Initial reading assignments for the event reveal that data on the web are interrelated. Among discussions of programmers, academics, librarians, and other practicioners of Linked Open Data is how those relationships are best conveyed by stable identifiers. Tom Scott has considered the difference between using identifiers such as URIs to distinguish web documents from the real-world things those documents represent. Ed Summers responded with a call for common sense–of course people know the difference between a real-world object and a document about it on the web, but it’s possible to maintain that distinction. Mike Bergman has taken the debate into the philosophical realm, pondering the responsibilities and implications of the practice of naming, of developing a vocabulary in the real world or in terms of identifying data.
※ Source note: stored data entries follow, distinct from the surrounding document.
//! Multi-fire notification primitive.
//!
//! A [`DeferredSignal`] is a publish point that keeps an ordered list of
//! subscribers. Persistent subscribers fire on every [`trigger`](DeferredSignal::trigger);
//! one-shot subscribers fire on the next trigger only and are then pruned.
//!
//! When a signal is triggered while nobody is subscribed, the payload is handed
//! to the signal's *missed* fallback instead of being dropped silently. The
//! connector installs a fallback that logs a `tracing` warning naming the signal.
//!
//! # Example
//!
//! ```
//! use nexus_client::signal::DeferredSignal;
//!
//! let mut signal = DeferredSignal::<u32>::silent("ticks");
//! let (tx, rx) = std::sync::mpsc::channel();
//! signal.subscribe(move |n| {
//!     let _ = tx.send(*n);
//! });
//! signal.trigger(&1);
//! signal.trigger(&2);
//! assert_eq!(rx.try_iter().collect::<Vec<_>>(), vec![1, 2]);
//! ```

use std::borrow::Cow;
use std::fmt;

use tracing::warn;

/// A boxed subscriber callback.
pub type Callback<T> = Box<dyn FnMut(&T) + Send + 'static>;

struct Subscriber<T> {
    callback: Callback<T>,
    once: bool,
}

/// Multi-fire publish point with a missed-event fallback.
pub struct DeferredSignal<T> {
    name: Cow<'static, str>,
    subscribers: Vec<Subscriber<T>>,
    missed: Callback<T>,
}

impl<T: 'static> DeferredSignal<T> {
    /// Create a signal with an explicit missed-event fallback.
    pub fn new(
        name: impl Into<Cow<'static, str>>,
        missed: impl FnMut(&T) + Send + 'static,
    ) -> Self {
        Self {
            name: name.into(),
            subscribers: Vec::new(),
            missed: Box::new(missed),
        }
    }

    /// Create a signal whose missed events are dropped without a diagnostic.
    pub fn silent(name: impl Into<Cow<'static, str>>) -> Self {
        Self::new(name, |_| {})
    }

    /// Register a callback that fires on every future trigger.
    pub fn subscribe(&mut self, callback: impl FnMut(&T) + Send + 'static) -> &mut Self {
        self.subscribers.push(Subscriber {
            callback: Box::new(callback),
            once: false,
        });
        self
    }

    /// Register a callback that fires on the next trigger only.
    pub fn subscribe_once(&mut self, callback: impl FnMut(&T) + Send + 'static) -> &mut Self {
        self.subscribers.push(Subscriber {
            callback: Box::new(callback),
            once: true,
        });
        self
    }

    /// Replace the missed-event fallback.
    pub fn on_missed(&mut self, missed: impl FnMut(&T) + Send + 'static) -> &mut Self {
        self.missed = Box::new(missed);
        self
    }

    /// Invoke every subscriber in registration order, or the missed fallback if
    /// there are none. One-shot subscribers are removed afterwards.
    pub fn trigger(&mut self, payload: &T) {
        if self.subscribers.is_empty() {
            (self.missed)(payload);
            return;
        }
        self.fire(payload);
    }

    /// Like [`trigger`](Self::trigger), but the caller has already dealt with
    /// the payload, so the missed fallback never runs.
    pub fn trigger_handled(&mut self, payload: &T) {
        self.fire(payload);
    }

    fn fire(&mut self, payload: &T) {
        let mut any_once = false;
        for subscriber in &mut self.subscribers {
            any_once |= subscriber.once;
            (subscriber.callback)(payload);
        }
        if any_once {
            self.subscribers.retain(|s| !s.once);
        }
    }

    /// Drop every subscriber. The missed fallback is kept.
    pub fn clear(&mut self) {
        self.subscribers.clear();
    }

    /// Number of registered subscribers.
    pub fn subscriber_count(&self) -> usize {
        self.subscribers.len()
    }

    /// Returns `true` if at least one subscriber is registered.
    pub fn has_subscribers(&self) -> bool {
        !self.subscribers.is_empty()
    }

    /// Name used in diagnostics.
    pub fn name(&self) -> &str {
        &self.name
    }
}

impl<T: fmt::Debug + 'static> DeferredSignal<T> {
    /// Create a signal whose missed events log a warning, unless `suppressed`.
    pub fn warning(name: impl Into<Cow<'static, str>>, suppressed: bool) -> Self {
        let name = name.into();
        let missed = missed_warning::<T>(name.clone(), suppressed);
        Self::new(name, missed)
    }
}

/// Build the standard missed-event fallback: a `warn!` naming the signal.
pub fn missed_warning<T: fmt::Debug + 'static>(
    name: Cow<'static, str>,
    suppressed: bool,
) -> impl FnMut(&T) + Send + 'static {
    move |payload: &T| {
        if !suppressed {
            warn!(event = %name, ?payload, "unhandled deferred event");
        }
    }
}

impl<T> fmt::Debug for DeferredSignal<T> {
    fn fmt(&self, f: &mut fmt::Formatter<'_>) -> fmt::Result {
        f.debug_struct("DeferredSignal")
            .field("name", &self.name)
            .field("subscribers", &self.subscribers.len())
            .finish()
    }
}

#[cfg(test)]
#[allow(
    clippy::unwrap_used,
    clippy::expect_used,
    clippy::panic,
    clippy::indexing_slicing
)]
mod tests {
    use super::*;
    use std::sync::atomic::{AtomicUsize, Ordering};
    use std::sync::{Arc, Mutex};

    fn recorder() -> (Arc<Mutex<Vec<String>>>, impl Fn(&'static str) -> Callback<u32>) {
        let log = Arc::new(Mutex::new(Vec::new()));
        let handle = Arc::clone(&log);
        let make = move |tag: &'static str| -> Callback<u32> {
            let log = Arc::clone(&handle);
            Box::new(move |n: &u32| log.lock().unwrap().push(format!("{tag}:{n}")))
        };
        (log, make)
    }

    #[test]
    fn persistent_subscribers_fire_on_every_trigger() {
        let (log, make) = recorder();
        let mut signal = DeferredSignal::<u32>::silent("test");
        signal.subscribe(make("a")).subscribe(make("b"));

        signal.trigger(&1);
        signal.trigger(&2);

        assert_eq!(*log.lock().unwrap(), vec!["a:1", "b:1", "a:2", "b:2"]);
    }

    #[test]
    fn one_shot_subscribers_fire_exactly_once() {
        let (log, make) = recorder();
        let mut signal = DeferredSignal::<u32>::silent("test");
        signal
            .subscribe(make("p1"))
            .subscribe_once(make("once"))
            .subscribe(make("p2"));

        signal.trigger(&1);
        signal.trigger(&2);

        assert_eq!(
            *log.lock().unwrap(),
            vec!["p1:1", "once:1", "p2:1", "p1:2", "p2:2"]
        );
        assert_eq!(signal.subscriber_count(), 2);
    }

    #[test]
    fn missed_fallback_runs_only_without_subscribers() {
        let missed = Arc::new(AtomicUsize::new(0));
        let counter = Arc::clone(&missed);
        let mut signal = DeferredSignal::<u32>::new("test", move |_| {
            counter.fetch_add(1, Ordering::SeqCst);
        });

        signal.trigger(&7);
        assert_eq!(missed.load(Ordering::SeqCst), 1);

        signal.subscribe_once(|_| {});
        signal.trigger(&8);
        assert_eq!(missed.load(Ordering::SeqCst), 1);

        // The one-shot subscriber is gone, so the fallback takes over again.
        signal.trigger(&9);
        assert_eq!(missed.load(Ordering::SeqCst), 2);
    }

    #[test]
    fn missed_fallback_receives_payload() {
        let seen = Arc::new(Mutex::new(None));
        let slot = Arc::clone(&seen);
        let mut signal = DeferredSignal::<u32>::silent("test");
        signal.on_missed(move |n| *slot.lock().unwrap() = Some(*n));

        signal.trigger(&42);

        assert_eq!(*seen.lock().unwrap(), Some(42));
    }

    #[test]
    fn handled_trigger_skips_missed_fallback() {
        let (log, make) = recorder();
        let missed = Arc::new(AtomicUsize::new(0));
        let counter = Arc::clone(&missed);
        let mut signal = DeferredSignal::<u32>::new("test", move |_| {
            counter.fetch_add(1, Ordering::SeqCst);
        });

        signal.trigger_handled(&1);
        assert_eq!(missed.load(Ordering::SeqCst), 0);

        signal.subscribe_once(make("once"));
        signal.trigger_handled(&2);
        signal.trigger_handled(&3);

        assert_eq!(*log.lock().unwrap(), vec!["once:2"]);
        assert_eq!(missed.load(Ordering::SeqCst), 0);
    }

    #[test]
    fn clear_removes_subscribers() {
        let mut signal = DeferredSignal::<u32>::warning("test", true);
        signal.subscribe(|_| {});
        assert!(signal.has_subscribers());
        signal.clear();
        assert!(!signal.has_subscribers());
        assert_eq!(signal.name(), "test");
    }
}
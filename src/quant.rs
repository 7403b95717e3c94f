use std::fmt::Display;
use std::str::FromStr;

use crate::error::PricingError;

pub mod inputs;
pub mod pricing;

/// Option type.
#[derive(Default, Clone, Copy, PartialEq, Eq, Debug)]
pub enum OptionType {
  #[default]
  Call,
  Put,
}

impl OptionType {
  /// Intrinsic value at spot `s` for strike `k`.
  pub fn payoff(&self, s: f64, k: f64) -> f64 {
    match self {
      OptionType::Call => (s - k).max(0.0),
      OptionType::Put => (k - s).max(0.0),
    }
  }
}

impl Display for OptionType {
  fn fmt(&self, f: &mut std::fmt::Formatter<'_>) -> std::fmt::Result {
    match self {
      OptionType::Call => write!(f, "Call"),
      OptionType::Put => write!(f, "Put"),
    }
  }
}

/// Accepts `Call`/`Put` and the one-letter `C`/`P`, ignoring case.
impl FromStr for OptionType {
  type Err = PricingError;

  fn from_str(s: &str) -> Result<Self, Self::Err> {
    match s.trim().to_ascii_lowercase().as_str() {
      "call" | "c" => Ok(OptionType::Call),
      "put" | "p" => Ok(OptionType::Put),
      _ => Err(PricingError::invalid_option_class(s)),
    }
  }
}

/// Option style.
#[derive(Default, Clone, Copy, PartialEq, Eq, Debug)]
pub enum OptionStyle {
  #[default]
  American,
  European,
}

impl Display for OptionStyle {
  fn fmt(&self, f: &mut std::fmt::Formatter<'_>) -> std::fmt::Result {
    match self {
      OptionStyle::American => write!(f, "American"),
      OptionStyle::European => write!(f, "European"),
    }
  }
}

#[cfg(test)]
mod tests {
  use super::*;

  #[test]
  fn parses_long_and_short_class_names() {
    assert_eq!("Call".parse::<OptionType>(), Ok(OptionType::Call));
    assert_eq!("put".parse::<OptionType>(), Ok(OptionType::Put));
    assert_eq!(" C ".parse::<OptionType>(), Ok(OptionType::Call));
    assert_eq!("P".parse::<OptionType>(), Ok(OptionType::Put));
  }

  #[test]
  fn rejects_unknown_class() {
    let err = "Straddle".parse::<OptionType>().unwrap_err();
    assert_eq!(err, PricingError::InvalidOptionClass("Straddle".into()));
  }

  #[test]
  fn payoff_is_hockey_stick() {
    assert_eq!(OptionType::Call.payoff(110.0, 100.0), 10.0);
    assert_eq!(OptionType::Call.payoff(90.0, 100.0), 0.0);
    assert_eq!(OptionType::Put.payoff(90.0, 100.0), 10.0);
    assert_eq!(OptionType::Put.payoff(110.0, 100.0), 0.0);
  }

  #[test]
  fn display_round_trips_through_parse() {
    for ty in [OptionType::Call, OptionType::Put] {
      assert_eq!(ty.to_string().parse::<OptionType>(), Ok(ty));
    }
  }
}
The debate within the Linked Data community revolves around relationships between things and documents. There’s an ontological element to this discussion–these objects seem to have a life of their own, making their way around the internet, holding on to metadata and links that people attach to the documents before sending them on their way. From a medieval art historian’s perspective, this is similar to thing theory, the study of the life and existence of objects that have an agency of their own. Relics and icons functioned this way in Byzantium, working miracles, for instance. Pilgrimage souvenirs were thought to actively protect the pilgrim. Gems could conquer thirst, or blue charms could ward off the evil eye, without necessarily needing to be activated by a person every time. Some of these objects were made by people, but all of them had an agency that continued separately from their creators.

So this is my theory: Linked Data has a life of its own. Although humans initially put the data out into the world, it can then demonstrate relationships between objects and documents, and it can convey information through metadata without further human intervention. As practicioners of Linked Data, it’s up to us to send that data out into the world with adequate links and thoughtful, stable identifiers.